Several days later, Taney issued his opinion.[2] Only Congress, he said, could suspend the writ of habeas corpus. He observed that the limitation on suspension of the writ appeared in Article I of the Constitution, dealing with legislative powers, not in Article II, which established executive power. He explored the history of the writ of habeas corpus under English law, showing that the House of Commons had limited and then abolished the royal power to suspend the writ, leaving suspension in legislative hands. The Constitution, he said, embodied this English tradition. Article II, he asserted, gave the president very limited powers that were weakened further by the Bill of Rights. Finally, he cited eminent authority, noting that Chief Justice John Marshall, Thomas Jefferson, and Joseph Story, a luminary as both judge and scholar, had all acknowledged that the power to suspend was a congressional power.​
Lincoln ignored Taney, and that was the end of the federal judiciary's involvement with the suspension of habeas corpus. Neither the Supreme Court nor the lower federal courts dealt with the issue again. The action now passed to the president and Congress.​
If the courts are not going to adjudicate it, then it is a political question, not a legal one. The legality or illegality is essentially something that cannot be determined by historians.

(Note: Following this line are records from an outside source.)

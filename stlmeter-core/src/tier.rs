/// Printer tier selection from a model's longest dimension
use std::fmt;
use std::str::FromStr;

#[cfg(feature = "serde")]
use serde::{Deserialize, Serialize};

use crate::error::UnknownVariant;

/// Largest dimension (mm) printed on the standard bed, inclusive
pub const STANDARD_MAX_MM: f32 = 200.0;
/// Largest dimension (mm) printed on the medium bed, inclusive
pub const MEDIUM_MAX_MM: f32 = 400.0;

/// Build-volume class of the printer a model is routed to
#[derive(Debug, Clone, Copy, Default, PartialEq, Eq, Hash, PartialOrd, Ord)]
#[cfg_attr(feature = "serde", derive(Serialize, Deserialize))]
pub enum PrinterTier {
    #[default]
    #[cfg_attr(feature = "serde", serde(rename = "STD"))]
    Standard,
    #[cfg_attr(feature = "serde", serde(rename = "MED"))]
    Medium,
    #[cfg_attr(feature = "serde", serde(rename = "LRG"))]
    Large,
}

impl PrinterTier {
    /// Printer option code understood by the order backend
    pub const fn code(self) -> &'static str {
        match self {
            PrinterTier::Standard => "STD",
            PrinterTier::Medium => "MED",
            PrinterTier::Large => "LRG",
        }
    }

    pub const fn label(self) -> &'static str {
        match self {
            PrinterTier::Standard => "Standard",
            PrinterTier::Medium => "Medium",
            PrinterTier::Large => "Large",
        }
    }
}

impl fmt::Display for PrinterTier {
    fn fmt(&self, f: &mut fmt::Formatter<'_>) -> fmt::Result {
        f.write_str(self.label())
    }
}

impl FromStr for PrinterTier {
    type Err = UnknownVariant;

    fn from_str(s: &str) -> Result<Self, Self::Err> {
        match s.trim() {
            "STD" => Ok(PrinterTier::Standard),
            "MED" => Ok(PrinterTier::Medium),
            "LRG" => Ok(PrinterTier::Large),
            other => Err(UnknownVariant::new("printer option", other)),
        }
    }
}

/// Classify a longest dimension given in millimeters.
///
/// Upper bounds are inclusive: exactly 200 mm is `Standard`, exactly 400 mm is
/// `Medium`. NaN fails both comparisons and lands in `Large`.
pub fn select_tier(max_dimension_mm: f32) -> PrinterTier {
    if max_dimension_mm <= STANDARD_MAX_MM {
        PrinterTier::Standard
    } else if max_dimension_mm <= MEDIUM_MAX_MM {
        PrinterTier::Medium
    } else {
        PrinterTier::Large
    }
}

/// Where the current tier came from
#[derive(Debug, Clone, Copy, PartialEq, Eq)]
pub enum SelectionSource {
    Automatic,
    Manual,
}

/// The printer tier attached to the order being configured.
///
/// A manual choice holds only until the next measurement; every
/// measurement replaces it with the auto-selected tier.
#[derive(Debug, Clone, Copy, PartialEq, Eq)]
pub struct PrinterSelection {
    tier: PrinterTier,
    source: SelectionSource,
}

impl PrinterSelection {
    pub fn new() -> Self {
        Self {
            tier: PrinterTier::Standard,
            source: SelectionSource::Automatic,
        }
    }

    pub fn tier(&self) -> PrinterTier {
        self.tier
    }

    pub fn source(&self) -> SelectionSource {
        self.source
    }

    pub fn choose(&mut self, tier: PrinterTier) {
        self.tier = tier;
        self.source = SelectionSource::Manual;
    }

    /// Re-select from a fresh measurement, overriding any manual choice
    pub fn apply_measurement(&mut self, max_dimension_mm: f32) -> PrinterTier {
        self.tier = select_tier(max_dimension_mm);
        self.source = SelectionSource::Automatic;
        self.tier
    }
}

impl Default for PrinterSelection {
    fn default() -> Self {
        Self::new()
    }
}

#[cfg(test)]
mod tests {
    use super::*;

    #[test]
    fn test_boundaries() {
        assert_eq!(select_tier(0.0), PrinterTier::Standard);
        assert_eq!(select_tier(10.0), PrinterTier::Standard);
        assert_eq!(select_tier(200.0), PrinterTier::Standard);
        assert_eq!(select_tier(200.0001), PrinterTier::Medium);
        assert_eq!(select_tier(400.0), PrinterTier::Medium);
        assert_eq!(select_tier(400.0001), PrinterTier::Large);
        assert_eq!(select_tier(5000.0), PrinterTier::Large);
    }

    #[test]
    fn test_nan_is_large() {
        assert_eq!(select_tier(f32::NAN), PrinterTier::Large);
    }

    #[test]
    fn test_codes_round_trip() {
        for tier in [PrinterTier::Standard, PrinterTier::Medium, PrinterTier::Large] {
            assert_eq!(tier.code().parse::<PrinterTier>(), Ok(tier));
        }
        assert!("Fastest".parse::<PrinterTier>().is_err());
        assert_eq!(PrinterTier::Medium.to_string(), "Medium");
    }

    #[test]
    fn test_measurement_overrides_manual_choice() {
        let mut selection = PrinterSelection::new();
        selection.choose(PrinterTier::Large);
        assert_eq!(selection.source(), SelectionSource::Manual);

        assert_eq!(selection.apply_measurement(150.0), PrinterTier::Standard);
        assert_eq!(selection.tier(), PrinterTier::Standard);
        assert_eq!(selection.source(), SelectionSource::Automatic);
    }
}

On July 4, Lincoln delivered a message to the special session of Congress.[5] He referred to his suspensions of the writ, quoted the suspension clause, and justified the suspensions on the ground that "we have a case of rebellion, and the public safety does require" suspension of the writ. He then went on: "Now it is insisted that Congress, and not the Executive, is vested with this power. But the Constitution itself, is silent as to which, or who, is to exercise the power; and as the provision was plainly made for a dangerous emergency, it cannot be believed the framers of the instrument intended, that, in every case, the danger should run its course, until Congress could be called together; the very assembling of which might be prevented ... by the rebellion. No more extended argument is now offered, as an opinion ... will probably be presented by the Attorney General. Whether there shall be any legislation upon the subject, and if any, what, is submitted entirely to the better judgment of Congress."[6]
The promised opinion of Attorney General Edward Bates came the next day.[7] The opinion was devoted primarily to the president's power to make arrests without warrant, rather than to the suspension of habeas corpus. Bates argued that the president is authorized to suspend the writ because he is charged with preservation of the public safety, but he then concluded with his personal opinion that the power of suspension flows from the president's power to make warrantless arrests.​
It is logical that in the event of war some action has to be taken. Someone has to take it. If Congress is not in secession, the only political actor left is the president, the commander of the armed forces of the United States. If Lincoln was wrong, then the other political actor Congress would take action to remedy it. Sans such action, Lincoln's actions are Consitutitional.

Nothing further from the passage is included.